• EXERCISE AIM: From the entries that follow, extract each line holding the string "scopes".

== AVAILABLE RECORDS ==

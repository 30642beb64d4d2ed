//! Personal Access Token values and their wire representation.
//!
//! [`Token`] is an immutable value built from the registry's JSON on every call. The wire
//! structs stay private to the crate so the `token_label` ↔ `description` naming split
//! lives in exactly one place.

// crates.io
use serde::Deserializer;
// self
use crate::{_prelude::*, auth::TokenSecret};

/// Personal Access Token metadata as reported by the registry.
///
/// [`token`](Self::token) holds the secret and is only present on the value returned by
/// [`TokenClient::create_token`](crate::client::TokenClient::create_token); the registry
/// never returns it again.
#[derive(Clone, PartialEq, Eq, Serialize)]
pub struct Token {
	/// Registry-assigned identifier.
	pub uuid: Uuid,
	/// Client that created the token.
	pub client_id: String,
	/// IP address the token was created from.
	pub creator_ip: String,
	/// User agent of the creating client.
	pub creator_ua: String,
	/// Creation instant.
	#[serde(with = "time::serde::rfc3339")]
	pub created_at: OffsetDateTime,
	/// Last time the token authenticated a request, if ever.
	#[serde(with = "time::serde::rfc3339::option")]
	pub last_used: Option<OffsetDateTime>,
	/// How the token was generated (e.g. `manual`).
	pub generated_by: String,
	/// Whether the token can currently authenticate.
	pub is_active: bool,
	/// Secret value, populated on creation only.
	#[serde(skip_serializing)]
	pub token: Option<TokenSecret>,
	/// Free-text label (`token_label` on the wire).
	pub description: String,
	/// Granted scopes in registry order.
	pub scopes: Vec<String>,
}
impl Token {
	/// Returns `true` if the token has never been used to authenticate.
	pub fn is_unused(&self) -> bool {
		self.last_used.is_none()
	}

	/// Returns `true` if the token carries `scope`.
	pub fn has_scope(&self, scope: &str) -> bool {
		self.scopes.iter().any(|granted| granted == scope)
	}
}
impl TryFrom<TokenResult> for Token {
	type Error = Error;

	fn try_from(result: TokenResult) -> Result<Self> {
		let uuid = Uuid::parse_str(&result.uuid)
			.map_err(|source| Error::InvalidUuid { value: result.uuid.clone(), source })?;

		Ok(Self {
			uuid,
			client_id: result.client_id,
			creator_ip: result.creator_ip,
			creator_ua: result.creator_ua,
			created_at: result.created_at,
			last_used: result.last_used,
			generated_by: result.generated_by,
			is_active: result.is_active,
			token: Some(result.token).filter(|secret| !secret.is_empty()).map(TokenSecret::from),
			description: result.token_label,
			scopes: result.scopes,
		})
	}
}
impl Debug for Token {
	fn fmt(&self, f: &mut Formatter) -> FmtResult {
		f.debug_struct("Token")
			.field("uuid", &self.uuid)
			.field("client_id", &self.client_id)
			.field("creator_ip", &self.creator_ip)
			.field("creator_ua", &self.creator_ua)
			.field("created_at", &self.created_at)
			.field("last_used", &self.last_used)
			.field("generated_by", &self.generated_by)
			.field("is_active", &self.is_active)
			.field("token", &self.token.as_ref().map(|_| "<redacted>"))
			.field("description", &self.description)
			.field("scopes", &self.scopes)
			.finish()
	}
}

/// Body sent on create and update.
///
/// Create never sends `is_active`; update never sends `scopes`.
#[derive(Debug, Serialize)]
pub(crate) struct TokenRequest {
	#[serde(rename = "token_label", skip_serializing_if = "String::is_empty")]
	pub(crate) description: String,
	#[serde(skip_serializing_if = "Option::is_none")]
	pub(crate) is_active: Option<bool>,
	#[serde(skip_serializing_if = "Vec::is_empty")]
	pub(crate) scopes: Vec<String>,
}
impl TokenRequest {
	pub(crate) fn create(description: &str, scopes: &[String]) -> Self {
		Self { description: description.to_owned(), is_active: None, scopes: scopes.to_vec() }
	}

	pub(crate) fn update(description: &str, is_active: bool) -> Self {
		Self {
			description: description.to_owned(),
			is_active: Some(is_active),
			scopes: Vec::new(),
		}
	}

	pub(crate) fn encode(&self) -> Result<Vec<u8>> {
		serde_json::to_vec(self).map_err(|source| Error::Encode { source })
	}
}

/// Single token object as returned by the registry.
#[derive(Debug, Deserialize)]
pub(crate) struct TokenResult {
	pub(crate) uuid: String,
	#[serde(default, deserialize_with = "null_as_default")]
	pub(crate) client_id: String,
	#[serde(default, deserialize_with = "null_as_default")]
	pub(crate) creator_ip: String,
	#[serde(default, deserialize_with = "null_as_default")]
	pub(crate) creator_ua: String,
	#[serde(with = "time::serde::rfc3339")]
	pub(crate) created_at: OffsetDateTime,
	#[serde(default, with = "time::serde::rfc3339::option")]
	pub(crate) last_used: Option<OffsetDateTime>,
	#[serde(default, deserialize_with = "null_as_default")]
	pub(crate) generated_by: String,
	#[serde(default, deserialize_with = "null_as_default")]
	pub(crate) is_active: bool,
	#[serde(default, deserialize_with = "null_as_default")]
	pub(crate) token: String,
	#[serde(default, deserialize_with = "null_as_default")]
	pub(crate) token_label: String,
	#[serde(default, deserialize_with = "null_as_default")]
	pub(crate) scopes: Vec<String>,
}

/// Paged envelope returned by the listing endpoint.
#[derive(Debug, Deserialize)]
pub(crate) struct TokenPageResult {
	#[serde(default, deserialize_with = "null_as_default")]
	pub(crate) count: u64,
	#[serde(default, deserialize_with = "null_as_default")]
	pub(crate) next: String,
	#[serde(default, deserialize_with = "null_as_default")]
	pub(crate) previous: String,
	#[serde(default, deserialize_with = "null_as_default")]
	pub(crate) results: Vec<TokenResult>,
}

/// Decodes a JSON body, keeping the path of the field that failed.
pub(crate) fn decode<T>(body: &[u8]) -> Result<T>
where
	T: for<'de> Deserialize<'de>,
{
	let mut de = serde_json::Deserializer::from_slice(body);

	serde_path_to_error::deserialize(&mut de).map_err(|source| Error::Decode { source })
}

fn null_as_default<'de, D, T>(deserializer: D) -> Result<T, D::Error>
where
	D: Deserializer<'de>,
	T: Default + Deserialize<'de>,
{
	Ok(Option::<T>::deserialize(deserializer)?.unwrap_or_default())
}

===
== AVAILABLE RECORDS ==

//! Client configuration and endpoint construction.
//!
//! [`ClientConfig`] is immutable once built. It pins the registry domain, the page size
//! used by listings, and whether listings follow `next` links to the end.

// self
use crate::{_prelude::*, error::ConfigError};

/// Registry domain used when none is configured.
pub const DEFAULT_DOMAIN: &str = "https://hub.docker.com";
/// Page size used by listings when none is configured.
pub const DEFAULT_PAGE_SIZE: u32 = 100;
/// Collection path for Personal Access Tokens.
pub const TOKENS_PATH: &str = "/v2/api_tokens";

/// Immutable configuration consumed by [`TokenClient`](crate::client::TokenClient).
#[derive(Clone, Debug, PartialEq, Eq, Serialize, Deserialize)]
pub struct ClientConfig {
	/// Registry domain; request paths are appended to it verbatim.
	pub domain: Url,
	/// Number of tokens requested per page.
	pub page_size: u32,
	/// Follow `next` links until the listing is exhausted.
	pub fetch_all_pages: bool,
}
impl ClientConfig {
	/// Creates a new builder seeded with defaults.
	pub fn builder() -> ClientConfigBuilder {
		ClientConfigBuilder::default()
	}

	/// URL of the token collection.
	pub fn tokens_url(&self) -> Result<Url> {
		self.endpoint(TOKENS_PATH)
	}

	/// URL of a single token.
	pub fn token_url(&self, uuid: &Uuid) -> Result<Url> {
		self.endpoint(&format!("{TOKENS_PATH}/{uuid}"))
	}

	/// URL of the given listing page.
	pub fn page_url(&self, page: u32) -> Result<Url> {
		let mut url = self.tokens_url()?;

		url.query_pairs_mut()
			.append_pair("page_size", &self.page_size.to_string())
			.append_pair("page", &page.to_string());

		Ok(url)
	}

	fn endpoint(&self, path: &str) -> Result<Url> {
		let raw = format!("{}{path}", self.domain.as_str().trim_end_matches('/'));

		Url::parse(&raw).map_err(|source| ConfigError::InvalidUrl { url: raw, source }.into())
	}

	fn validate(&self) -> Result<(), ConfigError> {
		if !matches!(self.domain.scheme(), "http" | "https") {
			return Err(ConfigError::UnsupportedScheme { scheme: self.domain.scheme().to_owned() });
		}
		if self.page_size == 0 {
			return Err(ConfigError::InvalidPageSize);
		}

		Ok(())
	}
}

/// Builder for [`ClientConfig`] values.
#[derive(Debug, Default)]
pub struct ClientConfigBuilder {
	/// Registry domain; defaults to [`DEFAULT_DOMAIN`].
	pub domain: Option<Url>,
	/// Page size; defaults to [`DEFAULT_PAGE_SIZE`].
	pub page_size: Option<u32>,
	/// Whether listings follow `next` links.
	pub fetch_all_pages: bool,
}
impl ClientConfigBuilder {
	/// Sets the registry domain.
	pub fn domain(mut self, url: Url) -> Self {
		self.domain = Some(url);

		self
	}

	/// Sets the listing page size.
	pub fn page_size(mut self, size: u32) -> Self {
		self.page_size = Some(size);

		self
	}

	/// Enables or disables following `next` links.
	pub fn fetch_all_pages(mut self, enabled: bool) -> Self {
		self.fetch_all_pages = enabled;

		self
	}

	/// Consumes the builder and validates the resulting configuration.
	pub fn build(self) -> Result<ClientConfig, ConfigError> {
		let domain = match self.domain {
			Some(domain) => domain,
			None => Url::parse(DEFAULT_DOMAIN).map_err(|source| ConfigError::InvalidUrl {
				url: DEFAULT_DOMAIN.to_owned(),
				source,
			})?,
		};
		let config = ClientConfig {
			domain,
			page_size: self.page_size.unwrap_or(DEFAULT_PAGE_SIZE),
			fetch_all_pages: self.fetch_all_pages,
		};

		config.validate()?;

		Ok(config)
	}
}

===

• EXPECTED ANSWER:
	/// Granted scopes in registry order.
	pub scopes: Vec<String>,
		self.scopes.iter().any(|granted| granted == scope)
			scopes: result.scopes,
			.field("scopes", &self.scopes)
/// Create never sends `is_active`; update never sends `scopes`.
	pub(crate) scopes: Vec<String>,
	pub(crate) fn create(description: &str, scopes: &[String]) -> Self {
		Self { description: description.to_owned(), is_active: None, scopes: scopes.to_vec() }
			scopes: Vec::new(),
	pub(crate) scopes: Vec<String>,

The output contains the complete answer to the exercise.